"…ownership is the most intimate relationship that one can have to objects. Not that they come alive in him; it is he who lives in them. So I have erected one of his dwellings, with books as the building stones, before you, and now he is going to disappear inside, as is only fitting." -Walter Benjamin, "Unpacking My Library"
Last weekend, I found myself killing a Saturday afternoon at one of my favorite bookstores, McNally Jackson. I didn't go with any specific book in mind. I walked out with four books: Stoner, A Meaningful Life, A Fan's Notes, and The Intuitionist.
This past weekend, I found myself killing a Saturday afternoon in Brooklyn, at what's becoming one of my favorite bookstores, Book Thug Nation. I didn't go with any specific book in mind. But they had this Dell edition of The Circus in the Attic, complete with green gilding, for $1 and they had this edition of Wise Blood, which you can't find anywhere and is far prettier than this ugly thing. I walked out with those two books, as well as Knockemstiff and The Castle in the Forest.
Depending on how you feel about books, you could call this either a habit of mine or a problem of mine. Either way, one thing it is is a pattern, something that repeats itself, that exists in its very repetition, that manifests itself on the bookshelf in my apartment and, because it's a long-lived pattern, in piles seven and eight tall on the floor of my bedroom.
If book buying addiction wasn't a real thing, articles like this and this wouldn't exist, and searching for "book clutter" on Google wouldn't turn up 20 million results. Most of the articles are about a book lover, searching for obstructed light switches and tripping over wobbly stacks, finally saying "enough" and resolving to trim the fat, the fat here being, more often than not, the library's duplicates and never-will-reads or already-read-and-didn't-really-likes.
My library has received its fair share of criticism. I gingerly proposed adding another shelf near the doorway of my roommate's bedroom door, and I received a pretty impassioned response as a result. When my friend Matt comes over, he likes to engage in a favorite pastime called "You're Never Going to Read That," which involves him standing in front of the bookshelves with his chin haughtily tilted up and suddenly pointing at books that he thinks are stupid and that, for the life of him, he can not imagine why I have. "I think I have too many books," I said once, and he said, "Okay I'll help you out," and quickly reached for House of Leaves.
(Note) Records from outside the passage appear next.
//! `tricol`: command-line access to the Tricol session.

use std::sync::Arc;

use anyhow::{Context, Result};
use chrono::Utc;
use clap::{Parser, Subcommand};

use tricol_auth::{AuthContext, FileStorage, LoginRequest, RegisterRequest, decode_claims};
use tricol_client::{ClientConfig, Pipeline, ReqwestTransport, SessionState, TracingNavigator};

#[derive(Parser)]
#[command(
    name = "tricol",
    about = "Sign in to the Tricol back office and inspect the stored session",
    version
)]
struct Cli {
    #[command(subcommand)]
    command: Command,
}

#[derive(Subcommand)]
enum Command {
    /// Sign in and store the returned tokens
    Login {
        #[arg(long)]
        email: String,
        #[arg(long, env = "TRICOL_PASSWORD", hide_env_values = true)]
        password: String,
    },
    /// Create a new account
    Register {
        #[arg(long)]
        email: String,
        #[arg(long, env = "TRICOL_PASSWORD", hide_env_values = true)]
        password: String,
        #[arg(long)]
        full_name: String,
    },
    /// Show whether a valid session is stored
    Status,
    /// List the permissions granted by the stored access token
    Permissions,
    /// Forget the stored session
    Logout,
}

#[tokio::main]
async fn main() -> Result<()> {
    let cli = Cli::parse();

    let config = ClientConfig::from_env().context("invalid TRICOL_* configuration")?;
    tricol_observability::init_with_default(config.log_level());

    let storage = FileStorage::open(&config.storage_path)
        .with_context(|| format!("failed to open session storage at {:?}", config.storage_path))?;
    let ctx = AuthContext::new(Arc::new(storage));

    let transport =
        ReqwestTransport::new(config.api_timeout).context("failed to build HTTP client")?;
    let pipeline =
        Pipeline::authenticated(Arc::new(transport), ctx.clone(), Arc::new(TracingNavigator));
    let session = SessionState::new(ctx.clone(), Arc::new(pipeline), &config.api_url);

    match cli.command {
        Command::Login { email, password } => {
            let auth = session
                .login(&LoginRequest { email, password })
                .await
                .context("login failed")?;
            println!("signed in ({} token stored)", auth.token_type);
            print_permissions(&ctx);
        }
        Command::Register {
            email,
            password,
            full_name,
        } => {
            let answer = session
                .register(&RegisterRequest {
                    email,
                    password,
                    full_name,
                })
                .await
                .context("registration failed")?;
            println!("{answer}");
        }
        Command::Status => {
            if !session.is_authenticated() {
                println!("not signed in");
                return Ok(());
            }
            let expires_at = ctx
                .tokens()
                .access_token()
                .and_then(|t| decode_claims(&t).ok())
                .and_then(|c| c.expires_at());
            match expires_at {
                Some(at) => println!(
                    "signed in; access token expires in {}s",
                    (at - Utc::now()).num_seconds()
                ),
                None => println!("signed in"),
            }
            print_permissions(&ctx);
        }
        Command::Permissions => print_permissions(&ctx),
        Command::Logout => {
            session.logout();
            println!("signed out");
        }
    }

    Ok(())
}

fn print_permissions(ctx: &AuthContext) {
    let permissions = ctx.permissions().user_permissions();
    if permissions.is_empty() {
        println!("no permissions");
        return;
    }
    for permission in &permissions {
        println!("{permission}");
    }
}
But despite the fact that I probably have too many books, despite the fact that I am running out of room, I'm not sold on the notion of purging my library. The reason is this: most of the library consists of books I haven't read (I did inventory for this article: I've read 85 out of the 371 books sitting on my shelves). In "Unpacking My Library," Walter Benjamin shares this anecdote:
And the non-reading of books, you will object, should be characteristic of all collectors? This is news to me, you may say. It is not news at all. Experts will bear me out when I say that it is the oldest thing in the world. Suffice it to quote the answer which Anatole France gave to a philistine who admired his library and then finished with the standard question, "And you have read all these books, Monsieur France?" "Not one-tenth of them. I don't suppose you use your Sevres china every day?"
There are just too many books to read. And while one might make the very good point that you could just wait to buy them when you have more room, there's something about putting them in a row with other books, read and unread, that creates the cumulative impression of your reading self. Because, when it comes to reading, there will always be more books that you haven't read than books that you have, and your reading ambition will always be more important than your reading accomplishments. "The most profound enchantment for the collector is the locking of individual items within a magic circle in which they are fixed as the final thrill, the thrill of acquisition, passes over them," wrote Benjamin. "Everything remembered and thought, everything conscious, becomes the pedestal, the frame, the base, the lock of his property."
A library of mostly unread books is far more inspiring than a library of books already read. There's nothing more exciting than finishing a book, and walking over to your shelves to figure out what you're going to read next.
So, the solution here is to just slow down on the buying, not cut it out entirely, which means things like limiting myself to one book per bookstore visit. As I start to chip away at the huge list of Books I Want To Read, I'm sure that list will deepen and broaden in ways I can't predict, so eventually the library may be more balanced and not so skewed toward books I haven't read, but it will never be fixed row of read books. Libraries aren't meant to be intractable, they're meant to change, and they change by buying books. As long as I don't trip over those piles of books on my floor and break my leg, it seems to me that having too many books on your hands is a pretty wonderful problem to have.